Читаем La Tierra permanece полностью

George era metodista, y diácono. Pero carecía de elocuencia, y era incapaz de organizar una congregación. Ezra toleraba cualquier creencia, pero rehusaba toda profesión de fe. Sus convicciones no eran, pues, muy profundas. Jean había sido miembro de una vociferante secta moderna, los Hijos de Cristo. Pero en el momento del Gran Desastre, las plegarias de los fieles habían quedado sin respuesta, y había perdido la fe. Em, que no recordaba voluntariamente el pasado, era reticente. A Ish le parecía que no rezaba nunca. Pero de cuando en cuando, y aparentemente sin entusiasmo religioso, entonaba algunos cánticos y spirituals con su cálida voz de contralto.

George y Maurine, olvidando la larga enemistad de sus iglesias, fueron los primeros en hablar de oficios religiosos, «a causa de los niños». Apelaron a Ish, que era una especie de jefe, sobre todo en las cuestiones intelectuales. Maurine, mostrando un amplio criterio, declaró que no se opondría a que los servicios se celebraran «a la manera escéptica».

Ish se sintió tentado. Poco le costaba fundar una religión mezclando los ritos de distintos cultos. Daría así a sus compañeros una sensación de comodidad y confianza que en verdad necesitaban a menudo, y la comunidad sería más unida y fuerte. George, Maurine y Molly se adherirían con entusiasmo; Jean se convertiría; Ezra no haría objeciones. Pero la mentira repugnaba a Ish, y Em, no lo olvidaba, no se dejaría engañar.

Al fin celebraron un oficio todos los domingos. George había llevado cuenta exacta de los días de la semana. Cantaban cánticos, leían pasajes de la Biblia, y de pie, con la cabeza desnuda, alzaban al cielo una plegaria silenciosa.

Pero durante esos minutos de silencio, Ish nunca rezó. Em y Ezra hicieron probablemente lo mismo. Jean, resueltamente hostil, no se unió a sus compañeros. Con más fervor, o más hipocresía, Ish hubiera podido convencerla. Pero en realidad aquellos oficios dominicales favorecían más las querellas que la unidad, y la impostura más que la religión. Un día, de pronto, Ish decidió interrumpir los oficios. Diplomáticamente, declaró que los rezos en silencio se prolongarían indefinidamente, pues «cada uno los diría en su corazón según su deseo».

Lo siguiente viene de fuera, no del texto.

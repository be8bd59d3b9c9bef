pub mod claims;
pub mod clock;
pub mod errors;
pub mod handler;

pub use claims::Claims;
pub use clock::Clock;
pub use clock::FixedClock;
pub use clock::SystemClock;
pub use errors::JwtError;
pub use handler::JwtHandler;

Molly opinó que la idea era conmovedora, y derramó unas lágrimas. Así el experimento religioso tuvo buen fin.

A principios del año 9, la colonia se componía de siete adultos, incluida Evie, y trece niños de distintas edades, desde los recién nacidos hasta Ralph, el hijo de Molly, que tenía nueve años, y Jack, el hijo de Ish y Em, de ocho.

Todos miraban con optimismo el porvenir de la Tribu, nombre que habían adoptado definitivamente. Los nacimientos eran recibidos siempre con gran regocijo, como si las sombras retrocedieran un poco más, y se ampliara el círculo de luz.

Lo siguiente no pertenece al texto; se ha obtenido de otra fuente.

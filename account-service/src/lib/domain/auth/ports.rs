use crate::domain::auth::errors::AuthError;
use crate::domain::auth::models::AuthTokens;
use crate::domain::user::models::UserId;

/// Port for minting and checking session tokens.
pub trait AuthServicePort: Send + Sync + 'static {
    /// Issue a fresh access/refresh pair bound to `user_id`.
    ///
    /// # Errors
    /// * `Signing` - Token encoding failed
    fn issue_tokens(&self, user_id: &UserId) -> Result<AuthTokens, AuthError>;

    /// Resolve an access token to the identity it was issued for.
    ///
    /// # Errors
    /// * `TokenInvalid` - Bad signature, wrong purpose, or malformed token
    /// * `TokenExpired` - Token is outside its validity window
    fn validate_access_token(&self, token: &str) -> Result<UserId, AuthError>;

    /// Resolve a refresh token to the identity it was issued for.
    ///
    /// # Errors
    /// * `TokenInvalid` - Bad signature, wrong purpose, or malformed token
    /// * `TokenExpired` - Token is outside its validity window
    fn validate_refresh_token(&self, token: &str) -> Result<UserId, AuthError>;
}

Poco después de año nuevo, un anciano de buen aspecto llamó una mañana a casa de George. Era uno de esos viajeros que de cuando en cuando, pero cada vez más raramente, venían a pedir asilo.

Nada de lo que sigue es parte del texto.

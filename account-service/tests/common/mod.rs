use std::sync::Arc;
use std::time::Duration;

use account_service::config::AuthConfig;
use account_service::domain::user::service::UserService;
use account_service::inbound::http::router::create_router;
use account_service::outbound::repositories::InMemoryUserRepository;
use account_service::outbound::tokens::JwtAuthService;
use auth::FixedClock;
use auth::TokenPurpose;
use auth::TokenService;
use serde_json::json;
use uuid::Uuid;

/// Test application that spawns a real server over an in-memory store
pub struct TestApp {
    pub address: String,
    pub api_client: reqwest::Client,
    pub auth_config: AuthConfig,
}

/// Tokens and identity returned by a successful registration
pub struct RegisteredUser {
    pub id: String,
    pub access_token: String,
    pub refresh_token: String,
}

impl TestApp {
    /// Spawn the application in a background task and return TestApp
    pub async fn spawn() -> Self {
        // Use random port (0 = OS assigns)
        let listener = tokio::net::TcpListener::bind("127.0.0.1:0")
            .await
            .expect("Failed to bind random port");
        let port = listener.local_addr().unwrap().port();
        let address = format!("http://127.0.0.1:{}", port);

        let auth_config = AuthConfig {
            access_token_secret: "test-access-secret-at-least-32-bytes!".to_string(),
            refresh_token_secret: "test-refresh-secret-at-least-32-bytes".to_string(),
            access_token_ttl_seconds: 900,
            refresh_token_ttl_seconds: 3600,
            issuer: "account-service".to_string(),
            audience: "account-api".to_string(),
        };

        let token_service = TokenService::new(auth_config.token_service_config())
            .expect("Failed to build token service");

        let user_service = Arc::new(UserService::new(Arc::new(InMemoryUserRepository::new())));
        let auth_service = Arc::new(JwtAuthService::new(token_service));

        let router = create_router(user_service, auth_service);

        // Spawn server in background
        tokio::spawn(async move {
            axum::serve(listener, router).await.expect("Server error");
        });

        Self {
            address,
            api_client: reqwest::Client::builder()
                .timeout(Duration::from_secs(30))
                .build()
                .expect("Failed to create reqwest client"),
            auth_config,
        }
    }

    /// Helper to make GET request
    pub fn get(&self, path: &str) -> reqwest::RequestBuilder {
        self.api_client.get(format!("{}{}", self.address, path))
    }

    /// Helper to make POST request
    pub fn post(&self, path: &str) -> reqwest::RequestBuilder {
        self.api_client.post(format!("{}{}", self.address, path))
    }

    /// Helper to make GET request with Bearer token
    pub fn get_authenticated(&self, path: &str, token: &str) -> reqwest::RequestBuilder {
        self.get(path).bearer_auth(token)
    }

    /// Helper to make POST request with Bearer token
    pub fn post_authenticated(&self, path: &str, token: &str) -> reqwest::RequestBuilder {
        self.post(path).bearer_auth(token)
    }

    /// Helper to make PATCH request with Bearer token
    pub fn patch_authenticated(&self, path: &str, token: &str) -> reqwest::RequestBuilder {
        self.api_client
            .patch(format!("{}{}", self.address, path))
            .bearer_auth(token)
    }

    /// Helper to make DELETE request with Bearer token
    pub fn delete_authenticated(&self, path: &str, token: &str) -> reqwest::RequestBuilder {
        self.api_client
            .delete(format!("{}{}", self.address, path))
            .bearer_auth(token)
    }

    /// Register a user and return its id and tokens
    pub async fn register(&self, username: &str, password: &str) -> RegisteredUser {
        let response = self
            .post("/api/auth/register")
            .json(&json!({
                "name": "Test User",
                "username": username,
                "password": password
            }))
            .send()
            .await
            .expect("Failed to execute request");
        assert_eq!(response.status(), reqwest::StatusCode::CREATED);

        let body: serde_json::Value = response.json().await.expect("Failed to parse response");
        RegisteredUser {
            id: body["data"]["user"]["id"].as_str().unwrap().to_string(),
            access_token: body["data"]["access_token"].as_str().unwrap().to_string(),
            refresh_token: body["data"]["refresh_token"].as_str().unwrap().to_string(),
        }
    }

    /// Sign a token with the server's secrets but a clock set `age` in the past
    pub fn token_issued_ago(&self, user_id: &str, purpose: TokenPurpose, age: Duration) -> String {
        let issued_at = chrono::Utc::now() - chrono::Duration::from_std(age).unwrap();
        let service = TokenService::with_clock(
            self.auth_config.token_service_config(),
            Arc::new(FixedClock(issued_at)),
        )
        .unwrap();

        service
            .issue(Uuid::parse_str(user_id).unwrap(), purpose)
            .unwrap()
    }
}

Lo recibieron con los brazos abiertos, pero, como otros, no pareció emocionarse con esa hospitalidad. Sólo se quedó una noche y partió sin despedirse.

Casi en seguida, todos se sintieron mal, e irritables. Los bebés lloraban. De pronto se declararon anginas, y resfriados, y dolores de cabeza. Una epidemia había caído sobre la Tribu.

En los últimos años, la salud de toda la comunidad había sido increíblemente buena. A Ezra y algunos otros les habían dolido las muelas. George se quejaba de dolores articulares a los que daba el viejo nombre de reumatismo. A veces una herida se infectaba. Pero hasta los resfriados no eran más que un recuerdo, Y sólo dos enfermedades aparecían de cuando en cuando. Una de ellas atacaba a los niños; mostraba muchos síntomas del sarampión, y quizá lo era. La otra empezaba con un violento dolor de garganta, pero las sulfamidas la hacían desaparecer tan rápidamente que nadie conocía su curso. Mientras hubiese sulfamidas en las farmacias, Ish no creía necesario permitir que la enfermedad evolucionara para satisfacer una mera curiosidad científica.

Esta ausencia casi total de enfermedades era para las gentes inclinadas a la superstición, como George y Maurine, un verdadero milagro. Imaginaban que Dios había castigado a la raza humana con una terrible epidemia, y que ahora, a guisa de compensación, había decidido suprimir los males menores… Del mismo modo, después del Diluvio había mostrado en el cielo el más hermoso de los arcos iris, señalando así que su ira se había calmado.